Prasetyo menyampaikan bahwa pengawasan dilakukan secara berkelanjutan agar setiap perkembangan yang terjadi dapat direspons dengan cepat dan tepat melalui kebijakan yang terukur. Langkah ini menjadi bagian dari upaya menjaga stabilitas ekonomi di tengah berbagai tantangan global yang masih berlangsung.
Ia menegaskan, sinergi antara pemerintah, Bank Indonesia, dan OJK menjadi kunci dalam memastikan kondisi ekonomi nasional tetap terjaga. Koordinasi yang solid memungkinkan berbagai kebijakan berjalan selaras untuk menjaga kepercayaan pasar dan stabilitas sektor keuangan.
Di tengah fluktuasi nilai tukar, pemerintah juga meminta masyarakat untuk tetap optimistis terhadap kondisi ekonomi Indonesia. Pasalnya, sejumlah indikator utama menunjukkan bahwa fondasi ekonomi nasional masih berada dalam kondisi yang kuat dan sehat.
Kekuatan fundamental tersebut tercermin dari pertumbuhan ekonomi yang tetap positif serta tingkat inflasi yang terkendali.
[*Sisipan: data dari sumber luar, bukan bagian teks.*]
use std::fs;
use std::path::{Path, PathBuf};
use std::process::{Command, Output};

fn mango() -> Command {
    Command::new(env!("CARGO_BIN_EXE_mango"))
}

fn write_source(dir: &Path, name: &str, text: &str) -> PathBuf {
    let path = dir.join(name);
    fs::write(&path, text).expect("write source");
    path
}

fn run(args: &[&str]) -> Output {
    mango().args(args).output().expect("failed to run mango")
}

fn stdout(out: &Output) -> String {
    String::from_utf8_lossy(&out.stdout).into_owned()
}

fn stderr(out: &Output) -> String {
    String::from_utf8_lossy(&out.stderr).into_owned()
}

// --- Running source ---

#[test]
fn runs_source_and_writes_stdout() {
    let dir = tempfile::tempdir().unwrap();
    let src = write_source(dir.path(), "hello.mg", "write(1, \"hello\\n\", 6);");
    let out = run(&[src.to_str().unwrap()]);
    assert!(out.status.success(), "stderr: {}", stderr(&out));
    assert_eq!(stdout(&out), "hello\n");
}

#[test]
fn interpret_flag_gives_same_output() {
    let dir = tempfile::tempdir().unwrap();
    let src = write_source(
        dir.path(),
        "loop.mg",
        "int i; for (i = 0; i < 3; i++) -> [ if (i == 1) -> [ write(1, \"b\", 1); ] else -> [ write(1, \"a\", 1); ]; ];",
    );
    let compiled = run(&[src.to_str().unwrap()]);
    let interpreted = run(&["--interpret", src.to_str().unwrap()]);
    assert!(compiled.status.success(), "stderr: {}", stderr(&compiled));
    assert_eq!(stdout(&compiled), "aba");
    assert_eq!(stdout(&interpreted), "aba");
}

#[test]
fn runtime_error_reports_position_and_exits_1() {
    let dir = tempfile::tempdir().unwrap();
    let src = write_source(dir.path(), "bad.mg", "int a = 1;\nb = 2;");
    let out = run(&["--no-color", src.to_str().unwrap()]);
    assert_eq!(out.status.code(), Some(1));
    let err = stderr(&out);
    assert!(err.contains("Runtime Error (File '"), "stderr: {err}");
    assert!(err.contains("bad.mg', Line 2, Column 1):"), "stderr: {err}");
    assert!(err.contains("Undefined name 'b'"), "stderr: {err}");
    assert!(err.contains("2 | b = 2;"), "missing snippet: {err}");
}

#[test]
fn syntax_error_is_reported() {
    let dir = tempfile::tempdir().unwrap();
    let src = write_source(dir.path(), "syn.mg", "int x = 1 int y;");
    let out = run(&["--no-color", src.to_str().unwrap()]);
    assert_eq!(out.status.code(), Some(1));
    assert!(stderr(&out).contains("Syntax Error (File '"), "stderr: {}", stderr(&out));
}

#[test]
fn json_errors_are_machine_readable() {
    let dir = tempfile::tempdir().unwrap();
    let src = write_source(dir.path(), "bad.mg", "1 / 0;");
    let out = run(&["--json", src.to_str().unwrap()]);
    assert_eq!(out.status.code(), Some(1));
    let line = stderr(&out);
    let v: serde_json::Value = serde_json::from_str(line.trim()).expect("JSON on stderr");
    assert_eq!(v["code"], "E400");
    assert_eq!(v["kind"], "Runtime Error");
    assert_eq!(v["labels"][0]["line"], 1);
}

#[test]
fn missing_file_fails() {
    let out = run(&["--no-color", "/definitely/not/here.mg"]);
    assert_eq!(out.status.code(), Some(1));
    assert!(stderr(&out).contains("Could not open file"), "stderr: {}", stderr(&out));
}

#[test]
fn stops_at_first_failing_file() {
    let dir = tempfile::tempdir().unwrap();
    let bad = write_source(dir.path(), "a.mg", "nope;");
    let good = write_source(dir.path(), "b.mg", "write(1, \"x\", 1);");
    let out = run(&[bad.to_str().unwrap(), good.to_str().unwrap()]);
    assert_eq!(out.status.code(), Some(1));
    assert_eq!(stdout(&out), "");
}

// --- Compiling ---

#[test]
fn compile_writes_executable_image() {
    let dir = tempfile::tempdir().unwrap();
    let src = write_source(dir.path(), "prog.mg", "write(1, \"img\\n\", 4);");
    let out = run(&["--cm", src.to_str().unwrap()]);
    assert!(out.status.success(), "stderr: {}", stderr(&out));
    assert_eq!(stdout(&out), "", "compiling must not run the program");

    let image = dir.path().join("prog.mc");
    let bytes = fs::read(&image).expect("image written");
    assert_eq!(&bytes[..4], &[0x0B, b'm', b'c', 0x0E]);

    let out = run(&[image.to_str().unwrap()]);
    assert!(out.status.success(), "stderr: {}", stderr(&out));
    assert_eq!(stdout(&out), "img\n");
}

#[test]
fn compile_flags_conflict() {
    let dir = tempfile::tempdir().unwrap();
    let src = write_source(dir.path(), "prog.mg", "1;");
    let out = run(&["--cm", "--cl", src.to_str().unwrap()]);
    assert!(!out.status.success());
}

#[test]
fn library_images_load_through_references() {
    let dir = tempfile::tempdir().unwrap();
    let lib = write_source(dir.path(), "greet.mg", "fun int greet() -> [ write(1, \"hi\", 2); return 0; ];");
    let out = run(&["--cl", lib.to_str().unwrap()]);
    assert!(out.status.success(), "stderr: {}", stderr(&out));
    let image = dir.path().join("greet.ml");
    assert_eq!(&fs::read(&image).unwrap()[..4], &[0x0B, b'm', b'l', 0x0F]);

    let run_lib = run(&["--no-color", image.to_str().unwrap()]);
    assert_eq!(run_lib.status.code(), Some(1));

    let main = write_source(dir.path(), "main.mg", "greet();");
    let lib_ref = dir.path().join("greet").display().to_string();
    let out = run(&["-l", &lib_ref, main.to_str().unwrap()]);
    assert!(out.status.success(), "stderr: {}", stderr(&out));
    assert_eq!(stdout(&out), "hi");
}

#[test]
fn idata_images_run() {
    let dir = tempfile::tempdir().unwrap();
    let src = write_source(dir.path(), "s.mg", "write(1, \"ab\", 2); write(1, \"ab\", 2);");
    let out = run(&["-i", "--cm", src.to_str().unwrap()]);
    assert!(out.status.success(), "stderr: {}", stderr(&out));
    let out = run(&[dir.path().join("s.mc").to_str().unwrap()]);
    assert_eq!(stdout(&out), "abab");
}

// --- Inspection ---

#[test]
fn dump_prints_hexdump() {
    let dir = tempfile::tempdir().unwrap();
    let src = write_source(dir.path(), "d.mg", "1 + 2;");
    let out = run(&["--dump", src.to_str().unwrap()]);
    assert!(out.status.success(), "stderr: {}", stderr(&out));
    assert!(stdout(&out).starts_with("00000000  0b 6d 63 0e"), "stdout: {}", stdout(&out));
}

#[test]
fn ast_prints_json() {
    let dir = tempfile::tempdir().unwrap();
    let src = write_source(dir.path(), "t.mg", "int x = 1;");
    let out = run(&["--ast", src.to_str().unwrap()]);
    assert!(out.status.success(), "stderr: {}", stderr(&out));
    let v: serde_json::Value = serde_json::from_str(&stdout(&out)).expect("AST JSON");
    assert!(v.to_string().contains("\"x\""));
}

#[test]
fn explain_known_and_unknown_codes() {
    let out = run(&["--explain", "E404"]);
    assert!(out.status.success());
    assert!(stdout(&out).contains("E404: undefined name"));

    let out = run(&["--explain", "E999"]);
    assert!(!out.status.success());
}
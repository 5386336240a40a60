//! File-level driver: decides from the extension whether a file is a
//! bytecode image or source, then compiles, writes or executes it.

use std::io::Write;
use std::path::{Path, PathBuf};

use tracing::{debug, info};

use crate::bytecode::{BytecodeMode, Compiler, FsLoader, Program, hexdump};
use crate::error::{ErrorCode, MangoError, MangoResult};
use crate::object::ObjRef;
use crate::runtime::Runtime;
use crate::{interpreter, parser, vm};

#[derive(Debug, Clone, Copy, PartialEq, Eq, Default)]
pub enum RunMode {
    /// Compile in memory and run.
    #[default]
    Execute,
    /// Write `<name>.mc` next to the source.
    CompileExecutable,
    /// Write `<name>.ml` next to the source.
    CompileLibrary,
    /// Evaluate the AST directly, skipping bytecode.
    Interpret,
}

#[derive(Debug, Clone, Default)]
pub struct RunOptions {
    pub mode: RunMode,
    pub idata: bool,
    /// `.ml` images referenced at the start of every compiled program.
    pub libraries: Vec<String>,
    pub dump: bool,
    pub ast: bool,
    pub json: bool,
    pub color: bool,
    pub heap_limit: Option<usize>,
}

/// What a run produced.
#[derive(Debug)]
pub enum Outcome {
    /// Value of the last top-level instruction, if there was one.
    Ran(Option<ObjRef>),
    Wrote(PathBuf),
    /// Only printed something (`--ast`).
    Printed,
}

/// Whole-file read. Every failure surfaces as `NoFile`.
pub fn read_all(path: impl AsRef<Path>) -> MangoResult<Vec<u8>> {
    let path = path.as_ref();
    std::fs::read(path)
        .map_err(|e| MangoError::runtime(ErrorCode::NoFile, format!("Could not open file '{}': {e}", path.display())))
}

/// `prog.mg` becomes `prog.mc` or `prog.ml`.
pub fn output_path(source: &Path, mode: RunMode) -> Option<PathBuf> {
    match mode {
        RunMode::CompileExecutable => Some(source.with_extension("mc")),
        RunMode::CompileLibrary => Some(source.with_extension("ml")),
        RunMode::Execute | RunMode::Interpret => None,
    }
}

pub fn run(rt: &mut Runtime, filename: &Path, options: &RunOptions, out: &mut dyn Write) -> MangoResult<Outcome> {
    let name = filename.display().to_string();
    match filename.extension().and_then(|e| e.to_str()) {
        Some("ml") => Err(MangoError::bytecode(
            ErrorCode::InvalidValue,
            format!("'{name}' is a library; reference it with -l instead of running it"),
        )),
        Some("mc") => {
            let bytes = read_all(filename)?;
            if options.dump {
                emit(out, &hexdump(&bytes))?;
            }
            let program = Program::load(bytes, &name)?;
            info!(file = %name, "executing bytecode");
            Ok(Outcome::Ran(vm::run_program(rt, program)?))
        }
        _ => {
            let bytes = read_all(filename)?;
            let source = String::from_utf8_lossy(&bytes);
            debug!(file = %name, bytes = bytes.len(), "read source");
            run_source(rt, &source, &name, options, out)
        }
    }
}

/// Runs (or compiles) source text that claims to come from `name`.
pub fn run_source(rt: &mut Runtime, source: &str, name: &str, options: &RunOptions, out: &mut dyn Write) -> MangoResult<Outcome> {
    let root = parser::parse_source(source, Some(name))?;
    if options.ast {
        let json = serde_json::to_string_pretty(&root)
            .map_err(|e| MangoError::internal(format!("Could not serialise the AST: {e}")))?;
        emit(out, &json)?;
        emit(out, "\n")?;
        return Ok(Outcome::Printed);
    }
    if options.mode == RunMode::Interpret {
        return Ok(Outcome::Ran(interpreter::run(rt, &root)?));
    }

    let bytecode_mode = match options.mode {
        RunMode::CompileLibrary => BytecodeMode::Library,
        RunMode::CompileExecutable => BytecodeMode::Executable,
        RunMode::Execute | RunMode::Interpret => BytecodeMode::Execute,
    };
    let bytes = Compiler::new(bytecode_mode, &FsLoader)
        .with_idata(options.idata)
        .with_libraries(options.libraries.clone())
        .compile(&root)?;
    if options.dump {
        emit(out, &hexdump(&bytes))?;
    }

    match output_path(Path::new(name), options.mode) {
        Some(target) => {
            std::fs::write(&target, &bytes).map_err(|e| {
                MangoError::runtime(ErrorCode::NoFile, format!("Could not write '{}': {e}", target.display()))
            })?;
            info!(file = %target.display(), bytes = bytes.len(), "wrote bytecode");
            Ok(Outcome::Wrote(target))
        }
        None => {
            let program = Program::load(bytes, name)?;
            Ok(Outcome::Ran(vm::run_program(rt, program)?))
        }
    }
}

fn emit(out: &mut dyn Write, text: &str) -> MangoResult<()> {
    out.write_all(text.as_bytes())
        .map_err(|e| MangoError::runtime(ErrorCode::UnknownFd, format!("Could not write output: {e}")))
}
Kedua indikator ini menjadi modal penting bagi Indonesia untuk menghadapi berbagai tekanan dan ketidakpastian ekonomi global.
Dengan dukungan fundamental ekonomi yang kuat serta koordinasi yang terus diperkuat antarotoritas ekonomi, pemerintah meyakini stabilitas perekonomian nasional dapat tetap terjaga sekaligus menjadi landasan bagi keberlanjutan pertumbuhan ekonomi ke depan.